Sanders acknowledged that insurgents in the Islamic State in Iraq and Syria (ISIS) pose a threat, but worries that U.S. intervention could become a slippery slope.
“I do not want to see us caught again in a ground war,” he said. “I do believe there needs to be a heck of a lot of discussion in the Congress as to what our long-term plans are in Iraq and in the region.”
House Democrats have also pressed for Obama to seek congressional approval if strikes last well into the fall.
But many other lawmakers would prefer not to take up this charged issue weeks before an election.
“A member of Congress is always most politically safe if they limit their activities to riding in parades,” acknowledged Rep. Brad Sherman (D-Calif.).
“One of the many reasons Congress doesn’t act is because it’s politically risky to take any action at all,” he added.

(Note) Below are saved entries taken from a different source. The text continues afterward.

use proxbalance_presets::config::document::read_document;
use proxbalance_presets::presets::preset;
use proxbalance_presets::{
    apply_preset, list_presets, Error, NoopTimerUpdater, PresetApplier, PresetName, Result,
    TimerUpdater,
};
use serde_json::{json, Value};
use std::cell::RefCell;
use std::fs;
use std::path::{Path, PathBuf};
use tempfile::TempDir;

#[derive(Default)]
struct RecordingUpdater {
    calls: RefCell<Vec<&'static str>>,
}

impl TimerUpdater for RecordingUpdater {
    fn update_timer(&self) -> Result<()> {
        self.calls.borrow_mut().push("update_timer");
        Ok(())
    }
}

fn existing_config() -> Value {
    json!({
        "proxmox_host": "10.0.0.10",
        "proxmox_port": 8006,
        "collection_interval_minutes": 60,
        "collection_optimization": { "cluster_size": "medium" },
        "web_ui": { "port": 80, "theme": "dark" },
        "tags": ["ignore", "exclude_group"]
    })
}

fn write_config(dir: &TempDir, value: &Value) -> PathBuf {
    let path = dir.path().join("config.json");
    fs::write(&path, serde_json::to_string_pretty(value).unwrap()).unwrap();
    path
}

#[test]
fn every_preset_is_written_exactly() {
    for name in PresetName::ALL {
        let dir = TempDir::new().unwrap();
        let path = write_config(&dir, &existing_config());
        let updater = RecordingUpdater::default();

        PresetApplier::new(&path, &updater).apply(name.as_str()).unwrap();

        let expected = preset(name);
        let written = read_document(&path).unwrap();
        assert_eq!(written["collection_interval_minutes"], json!(expected.collection_interval_minutes));
        assert_eq!(
            written["collection_optimization"],
            serde_json::to_value(&expected.collection_optimization).unwrap()
        );
        assert_eq!(updater.calls.borrow().len(), 1);
    }
}

#[test]
fn unrelated_keys_survive() {
    let dir = TempDir::new().unwrap();
    let original = existing_config();
    let path = write_config(&dir, &original);

    PresetApplier::new(&path, NoopTimerUpdater).apply("medium").unwrap();

    let written = read_document(&path).unwrap();
    for (key, value) in original.as_object().unwrap() {
        if key == "collection_interval_minutes" || key == "collection_optimization" {
            continue;
        }
        assert_eq!(&written[key], value, "key {} changed", key);
    }
    assert_eq!(written.as_object().unwrap().len(), original.as_object().unwrap().len());
}

#[test]
fn large_example() {
    let dir = TempDir::new().unwrap();
    let path = write_config(&dir, &existing_config());

    PresetApplier::new(&path, NoopTimerUpdater).apply("LARGE").unwrap();

    let written = read_document(&path).unwrap();
    assert_eq!(written["collection_interval_minutes"], json!(30));
    assert_eq!(written["collection_optimization"]["max_parallel_workers"], json!(8));
    assert_eq!(written["collection_optimization"]["node_rrd_timeframe"], json!("hour"));
}

#[test]
fn small_example() {
    let dir = TempDir::new().unwrap();
    let path = write_config(&dir, &existing_config());

    PresetApplier::new(&path, NoopTimerUpdater).apply("small").unwrap();

    let written = read_document(&path).unwrap();
    assert_eq!(written["collection_interval_minutes"], json!(5));
    assert_eq!(written["collection_optimization"]["max_parallel_workers"], json!(3));
    assert_eq!(written["collection_optimization"]["node_rrd_timeframe"], json!("day"));
}

#[test]
fn unknown_preset_leaves_file_untouched() {
    let dir = TempDir::new().unwrap();
    let path = write_config(&dir, &existing_config());
    let before = fs::read(&path).unwrap();
    let updater = RecordingUpdater::default();

    let result = PresetApplier::new(&path, &updater).apply("xlarge");

    match result {
        Err(Error::UnknownPreset { name, valid }) => {
            assert_eq!(name, "xlarge");
            assert_eq!(valid, vec!["small", "medium", "large", "custom"]);
        }
        other => panic!("expected unknown preset error, got {:?}", other),
    }
    assert_eq!(fs::read(&path).unwrap(), before);
    assert!(updater.calls.borrow().is_empty());
}

#[test]
fn listing_shows_the_four_presets() {
    let text = list_presets();
    let names: Vec<&str> = text
        .lines()
        .filter(|line| line.starts_with("  ") && !line.starts_with("    "))
        .map(str::trim)
        .collect();
    assert_eq!(names, vec!["small", "medium", "large", "custom"]);
    assert!(text.contains("collection_interval_minutes: 5"));
    assert!(text.contains("collection_interval_minutes: 15"));
    assert!(text.contains("collection_interval_minutes: 30"));
}

#[test]
fn current_detects_applied_preset() {
    let dir = TempDir::new().unwrap();
    let path = write_config(&dir, &existing_config());
    let applier = PresetApplier::new(&path, NoopTimerUpdater);

    assert_eq!(applier.current().unwrap(), None);
    applier.apply("custom").unwrap();
    assert_eq!(applier.current().unwrap(), Some(PresetName::Custom));
}

#[test]
fn unrelated_numbers_keep_their_exact_text() {
    let dir = TempDir::new().unwrap();
    let path = dir.path().join("config.json");
    fs::write(
        &path,
        r#"{"cluster_id": 123456789012345678901234567890, "ratio": 1e2, "threshold": 0.1}"#,
    )
    .unwrap();

    PresetApplier::new(&path, NoopTimerUpdater).apply("small").unwrap();

    let written = fs::read_to_string(&path).unwrap();
    assert!(written.contains(r#""cluster_id": 123456789012345678901234567890"#), "{}", written);
    assert!(written.contains(r#""ratio": 1e2"#), "{}", written);
    assert!(written.contains(r#""threshold": 0.1"#), "{}", written);
    assert!(written.contains(r#""collection_interval_minutes": 5"#), "{}", written);
}

#[cfg(unix)]
#[test]
fn apply_preset_succeeds_when_timer_helper_fails() {
    let dir = TempDir::new().unwrap();
    let path = write_config(&dir, &existing_config());

    let applied = apply_preset("large", &path, Path::new("false")).unwrap();

    assert_eq!(applied.preset.name, PresetName::Large);
    assert!(!applied.timer_updated);
    assert_eq!(read_document(&path).unwrap()["collection_interval_minutes"], json!(30));
}

#[cfg(unix)]
#[test]
fn apply_preset_runs_timer_helper() {
    let dir = TempDir::new().unwrap();
    let path = write_config(&dir, &existing_config());

    let applied = apply_preset("Medium", &path, Path::new("true")).unwrap();

    assert!(applied.timer_updated);
    assert_eq!(applied.config_path, path);
}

But Sherman argues it is Congress’s responsibility to hold a vote.
“We do have a Constitution, we ought to [have a vote] in a nonpartisan way,” he said.
In the letter Obama sent to Congress notifying them of the strikes under the War Powers Act, the president said U.S. action would be limited.
Under the act, the president can take limited actions for as long as 90 days without congressional authority.
In June, Democratic Reps. John Garamendi (D-Calif.) and Colleen Hanabusa (D-Hawaii) added an amendment to the defense appropriations bill that requires the administration to seek the advice and consent of Congress before sustained military action in Iraq. The bill passed 340-73.
Jens Ohlin, a law professor at Cornell University who specializes in international law, said Obama must receive congressional permission if he wants to extend military action beyond the 60-day window and the 30-day wind-down period provided by the War Powers Act.
He said the action cannot be covered by the 2002 Iraqi use-of-force resolution or the 2001 resolution authorizing force in the wake of the 9/11 attacks.
“I don’t think you can shoehorn this into the original Iraq invasion authorization because it’s just so far removed from the original Iraqi invasion and I don’t think you can shoehorn it into the 2001 AUMF [authorization of military force], which was specifically designed to respond to organizations responsible for the 9/11 attacks,” he said.